Norman Price's favourite reads of 2015
I did not read as many books as I usually do that could be classified as Eurocrime in 2015.
I was distracted for much of the year by both pleasant and unpleasant events, and several of my best reads came from the other side of the Atlantic.
But British and European authors also produced some great reads. I only reviewed one book for Euro Crime during the year and it was one of my top five:
1] The Lady From Zagreb by Philip Kerr.
The tenth novel in the Bernie Gunther series was another great read bringing the reader excitement, tension, great characters and a nice dollop of historical education about the war in the Balkans. An adult read because of the accounts of the particular horror of the Second World War in Yugoslavia, where ethnic tensions exploded in an orgy of killing that were to repeat themselves in the 1990s.
I was rather pleased that a brief section of my review for Euro Crime was used in the paperback version of the book located between blurbs by the Irish Times and The Sun.
2] and 3] The Hummingbird and The Defenceless by Kati Hiekkapelto translated by David Hackston
The explosion of Nordic noir that has hit our bookshelves, and TV screens, since the Stieg Larsson phenomena has meant that as well as some very good examples we have also seen some pretty poor stuff. If it is Nordic it must have a market has been the mantra.
It is nice to report that in Finnish author Kati Hiekkapelto we have a Nordic author, who is so good her books remind me of the Martin Beck series. The novels are set in a Northern Finnish coastal town and feature the classic combination of mismatched detective colleagues. Young attractive Anna Fekete, an immigrant from the former Yugoslavia of Hungarian ethnicity, and Esko, a middle aged Finnish redneck, a racist with a slightly soft centre beneath the harsh exterior. The books discuss some of the major problems of our time, immigration, the status of minorities, racism and loneliness, blending social commentary and police procedural quite brilliantly.

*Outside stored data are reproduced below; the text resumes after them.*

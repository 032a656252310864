use axum::http::StatusCode;
use axum::response::{IntoResponse, Response};
use axum::Json;

use crate::pipeline::PipelineError;
use crate::report::ReportError;
use crate::storage::HistoryError;

/// Error returned by a handler, rendered as `{"error": message}`.
#[derive(Debug)]
pub struct ApiError {
    pub status: StatusCode,
    pub message: String,
}

impl ApiError {
    pub fn new(status: StatusCode, message: impl Into<String>) -> Self {
        Self {
            status,
            message: message.into(),
        }
    }

    pub fn bad_request(message: impl Into<String>) -> Self {
        Self::new(StatusCode::BAD_REQUEST, message)
    }

    pub fn internal(message: impl Into<String>) -> Self {
        Self::new(StatusCode::INTERNAL_SERVER_ERROR, message)
    }
}

impl IntoResponse for ApiError {
    fn into_response(self) -> Response {
        if self.status.is_server_error() {
            tracing::error!(status = %self.status, "{}", self.message);
        } else {
            tracing::warn!(status = %self.status, "{}", self.message);
        }
        (
            self.status,
            Json(serde_json::json!({ "error": self.message })),
        )
            .into_response()
    }
}

impl From<PipelineError> for ApiError {
    fn from(e: PipelineError) -> Self {
        match e {
            PipelineError::Validation(msg) => Self::bad_request(msg),
            other => Self::internal(other.to_string()),
        }
    }
}

impl From<ReportError> for ApiError {
    fn from(e: ReportError) -> Self {
        match e {
            ReportError::UnsupportedFormat(_) | ReportError::EmptyHistory => {
                Self::bad_request(e.to_string())
            }
            ReportError::Generation(_) => Self::internal(e.to_string()),
        }
    }
}

impl From<HistoryError> for ApiError {
    fn from(e: HistoryError) -> Self {
        Self::internal(e.to_string())
    }
}

impl From<axum::extract::multipart::MultipartError> for ApiError {
    fn from(e: axum::extract::multipart::MultipartError) -> Self {
        Self::new(e.status(), e.body_text())
    }
}

#[cfg(test)]
mod tests {
    use super::*;
    use crate::detection::DetectError;

    #[test]
    fn validation_is_a_client_error() {
        let err: ApiError = PipelineError::Validation("No selected file".into()).into();
        assert_eq!(err.status, StatusCode::BAD_REQUEST);
        assert_eq!(err.message, "No selected file");
    }

    #[test]
    fn inference_failure_is_a_server_error() {
        let err: ApiError = PipelineError::Detection(DetectError::Inference("boom".into())).into();
        assert_eq!(err.status, StatusCode::INTERNAL_SERVER_ERROR);
    }

    #[test]
    fn report_errors_map_by_kind() {
        let err: ApiError = ReportError::UnsupportedFormat("xml".into()).into();
        assert_eq!(err.status, StatusCode::BAD_REQUEST);
        assert_eq!(err.message, "Unsupported format");

        let err: ApiError = ReportError::EmptyHistory.into();
        assert_eq!(err.status, StatusCode::BAD_REQUEST);

        let err: ApiError = ReportError::Generation("disk full".into()).into();
        assert_eq!(err.status, StatusCode::INTERNAL_SERVER_ERROR);
        assert_eq!(err.message, "Failed to generate report: disk full");
    }
}
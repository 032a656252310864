//! Summary and per-day statistics over the detection history.
//!
//! Confidence figures are computed over the pool of every individual
//! detection, not over per-request averages. Days are keyed by the
//! `YYYY-MM-DD` prefix of the entry timestamp; entries whose prefix is not a
//! valid date count toward the totals but not toward any day.

use std::collections::BTreeMap;

use chrono::NaiveDate;
use serde::Serialize;

use crate::storage::HistoryEntry;

const DAILY_LIMIT: usize = 10;

#[derive(Debug, Clone, PartialEq, Serialize)]
pub struct DailyStat {
    pub date: String,
    pub count: usize,
    pub bears: usize,
    pub avg_confidence: f64,
    pub max_confidence: f64,
}

#[derive(Debug, Clone, PartialEq, Serialize)]
pub struct SummaryStats {
    pub total_requests: usize,
    pub total_bears: usize,
    /// Size of the confidence pool. Zero means the confidence fields below
    /// carry no information.
    pub detections: usize,
    pub avg_confidence: f64,
    pub max_confidence: f64,
    pub min_confidence: f64,
    pub bears_per_request: f64,
    pub daily_stats: Vec<DailyStat>,
}

#[derive(Debug, Clone, PartialEq, Serialize)]
pub struct QuickStats {
    pub total: usize,
    pub bears_total: usize,
    pub today: usize,
    pub today_bears: usize,
    pub avg_confidence: f64,
}

/// Mean, max and min of a confidence pool; all zero when it is empty.
#[derive(Debug, Default)]
struct Pool {
    count: usize,
    sum: f64,
    max: f64,
    min: f64,
}

impl Pool {
    fn push(&mut self, value: f64) {
        if self.count == 0 {
            self.max = value;
            self.min = value;
        } else {
            self.max = self.max.max(value);
            self.min = self.min.min(value);
        }
        self.count += 1;
        self.sum += value;
    }

    fn extend(&mut self, entry: &HistoryEntry) {
        for det in &entry.detections {
            self.push(det.confidence);
        }
    }

    fn mean(&self) -> f64 {
        if self.count == 0 {
            0.0
        } else {
            self.sum / self.count as f64
        }
    }
}

#[derive(Default)]
struct DayBucket {
    count: usize,
    bears: usize,
    pool: Pool,
}

/// Calendar date of an ISO-8601 timestamp, taken from its first ten
/// characters.
pub fn entry_date(timestamp: &str) -> Option<NaiveDate> {
    let prefix = timestamp.get(..10)?;
    NaiveDate::parse_from_str(prefix, "%Y-%m-%d").ok()
}

pub fn summarize(entries: &[HistoryEntry]) -> SummaryStats {
    let mut pool = Pool::default();
    let mut total_bears = 0;
    let mut days: BTreeMap<NaiveDate, DayBucket> = BTreeMap::new();

    for entry in entries {
        total_bears += entry.bear_count;
        pool.extend(entry);

        if let Some(date) = entry_date(&entry.timestamp) {
            let bucket = days.entry(date).or_default();
            bucket.count += 1;
            bucket.bears += entry.bear_count;
            bucket.pool.extend(entry);
        }
    }

    let daily_stats = days
        .iter()
        .rev()
        .take(DAILY_LIMIT)
        .map(|(date, bucket)| DailyStat {
            date: date.format("%Y-%m-%d").to_string(),
            count: bucket.count,
            bears: bucket.bears,
            avg_confidence: bucket.pool.mean(),
            max_confidence: bucket.pool.max,
        })
        .collect();

    let total_requests = entries.len();
    SummaryStats {
        total_requests,
        total_bears,
        detections: pool.count,
        avg_confidence: pool.mean(),
        max_confidence: pool.max,
        min_confidence: pool.min,
        bears_per_request: if total_requests > 0 {
            total_bears as f64 / total_requests as f64
        } else {
            0.0
        },
        daily_stats,
    }
}

pub fn quick_stats(entries: &[HistoryEntry], today: NaiveDate) -> QuickStats {
    let mut pool = Pool::default();
    let mut stats = QuickStats {
        total: entries.len(),
        bears_total: 0,
        today: 0,
        today_bears: 0,
        avg_confidence: 0.0,
    };

    for entry in entries {
        stats.bears_total += entry.bear_count;
        pool.extend(entry);
        if entry_date(&entry.timestamp) == Some(today) {
            stats.today += 1;
            stats.today_bears += entry.bear_count;
        }
    }

    stats.avg_confidence = pool.mean();
    stats
}

#[cfg(test)]
mod tests {
    use super::*;
    use crate::detection::Detection;

    fn entry(timestamp: &str, confidences: &[f64]) -> HistoryEntry {
        let detections: Vec<Detection> = confidences
            .iter()
            .map(|c| Detection::new([0.0, 0.0, 10.0, 10.0], *c, 21, "bear".into()))
            .collect();
        HistoryEntry {
            id: format!("id-{timestamp}"),
            timestamp: timestamp.to_string(),
            original_image_ref: String::new(),
            result_image_ref: String::new(),
            bear_count: detections.len(),
            detections,
            processing_time: 0.1,
        }
    }

    fn close(a: f64, b: f64) -> bool {
        (a - b).abs() < 1e-9
    }

    #[test]
    fn empty_history_is_all_zero() {
        let s = summarize(&[]);
        assert_eq!(s.total_requests, 0);
        assert_eq!(s.total_bears, 0);
        assert_eq!(s.detections, 0);
        assert_eq!(s.avg_confidence, 0.0);
        assert_eq!(s.max_confidence, 0.0);
        assert_eq!(s.min_confidence, 0.0);
        assert_eq!(s.bears_per_request, 0.0);
        assert!(s.daily_stats.is_empty());
    }

    #[test]
    fn confidence_pool_is_flattened_across_entries() {
        let entries = [
            entry("2024-01-05T10:00:00", &[0.9, 0.5]),
            entry("2024-01-05T11:00:00", &[0.7]),
        ];
        let s = summarize(&entries);
        assert!(close(s.avg_confidence, (0.9 + 0.5 + 0.7) / 3.0));
        assert_eq!(s.max_confidence, 0.9);
        assert_eq!(s.min_confidence, 0.5);
        assert_eq!(s.detections, 3);
    }

    #[test]
    fn pool_mean_is_not_a_mean_of_means() {
        let entries = [
            entry("2024-01-05T10:00:00", &[1.0]),
            entry("2024-01-05T11:00:00", &[0.0, 0.0, 0.0]),
        ];
        assert!(close(summarize(&entries).avg_confidence, 0.25));
    }

    #[test]
    fn bears_per_request_divides_totals() {
        let entries = [
            entry("2024-01-05T10:00:00", &[0.9, 0.8, 0.7]),
            entry("2024-01-06T10:00:00", &[]),
        ];
        let s = summarize(&entries);
        assert_eq!(s.total_requests, 2);
        assert_eq!(s.total_bears, 3);
        assert!(close(s.bears_per_request, 1.5));
    }

    #[test]
    fn same_calendar_date_shares_a_bucket() {
        let entries = [
            entry("2024-01-05T10:00:00", &[0.6]),
            entry("2024-01-05T23:00:00", &[0.8, 0.4]),
            entry("2024-01-04T09:00:00", &[]),
        ];
        let s = summarize(&entries);
        assert_eq!(s.daily_stats.len(), 2);

        let day = &s.daily_stats[0];
        assert_eq!(day.date, "2024-01-05");
        assert_eq!(day.count, 2);
        assert_eq!(day.bears, 3);
        assert!(close(day.avg_confidence, 0.6));
        assert_eq!(day.max_confidence, 0.8);

        let quiet = &s.daily_stats[1];
        assert_eq!(quiet.date, "2024-01-04");
        assert_eq!(quiet.avg_confidence, 0.0);
        assert_eq!(quiet.max_confidence, 0.0);
    }

    #[test]
    fn daily_view_keeps_ten_most_recent_dates_descending() {
        let entries: Vec<HistoryEntry> = (1..=15)
            .map(|d| entry(&format!("2024-03-{d:02}T12:00:00"), &[0.5]))
            .collect();
        let s = summarize(&entries);
        let dates: Vec<&str> = s.daily_stats.iter().map(|d| d.date.as_str()).collect();
        assert_eq!(dates.len(), 10);
        assert_eq!(dates[0], "2024-03-15");
        assert_eq!(dates[9], "2024-03-06");
        assert!(dates.windows(2).all(|w| w[0] > w[1]));
        assert_eq!(s.total_requests, 15);
    }

    #[test]
    fn malformed_timestamps_skip_daily_buckets_only() {
        let entries = [entry("yesterday", &[0.9]), entry("2024-01-05T10:00:00", &[])];
        let s = summarize(&entries);
        assert_eq!(s.total_requests, 2);
        assert_eq!(s.total_bears, 1);
        assert_eq!(s.daily_stats.len(), 1);
    }

    #[test]
    fn date_prefix_rule() {
        let d = NaiveDate::from_ymd_opt(2024, 1, 5).unwrap();
        assert_eq!(entry_date("2024-01-05T10:00:00.123456"), Some(d));
        assert_eq!(entry_date("2024-01-05"), Some(d));
        assert_eq!(entry_date("2024-13-05T10:00:00"), None);
        assert_eq!(entry_date("2024-01"), None);
    }

    #[test]
    fn quick_stats_counts_today() {
        let today = NaiveDate::from_ymd_opt(2024, 1, 5).unwrap();
        let entries = [
            entry("2024-01-05T08:00:00", &[0.9, 0.7]),
            entry("2024-01-05T20:00:00", &[0.5]),
            entry("2024-01-04T20:00:00", &[0.3]),
        ];
        let q = quick_stats(&entries, today);
        assert_eq!(q.total, 3);
        assert_eq!(q.bears_total, 4);
        assert_eq!(q.today, 2);
        assert_eq!(q.today_bears, 3);
        assert!(close(q.avg_confidence, 0.6));
    }

    #[test]
    fn quick_stats_empty() {
        let today = NaiveDate::from_ymd_opt(2024, 1, 5).unwrap();
        let q = quick_stats(&[], today);
        assert_eq!(
            q,
            QuickStats {
                total: 0,
                bears_total: 0,
                today: 0,
                today_bears: 0,
                avg_confidence: 0.0,
            }
        );
    }
}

4] Viper by Maurizio De Giovanni translated by Anthony Shugar
Viper is another in the superb series set in Fascist Italy in the 1930s. The murder of a beautiful prostitute leads Commissario Ricciardi and his portly colleague to investigate a series of suspects. But in my opinion it is the two subplots, one involving the conversations and political jokes between Ricciardi, Maione and pathologist Dr Bruno Modi, that add spice to a story in a country where one wrong word can lead you to fall into the clutches of the OVRA, Mussolini's frightening secret police. The second subplot is the love triangle as two very different women, Livia the worldly glamourous widow and Enrica the shy bespectacled neighbour, struggle to attract Ricciardi's attention.
5] Leaving Berlin by Joseph Kanon
A spy story set in post-war Berlin that emphasises the desperate situation in a defeated country, and that the Soviet liberators are not that different from the former Fascist rulers.
It is sometimes a distressing read as dedicated communists slowly realise that the socialist state they arrived at hoping for some kind of utopia will eventually become the only country in history that builds a wall to keep people in rather than out.
The tragedy is made more real by the current situation in Britain where a major political party has been hijacked by people who wave Mao's little red book around in the Houses of Parliament, and apparently wish to recreate that GDR [East German Stasi state] in England's green and pleasant fields.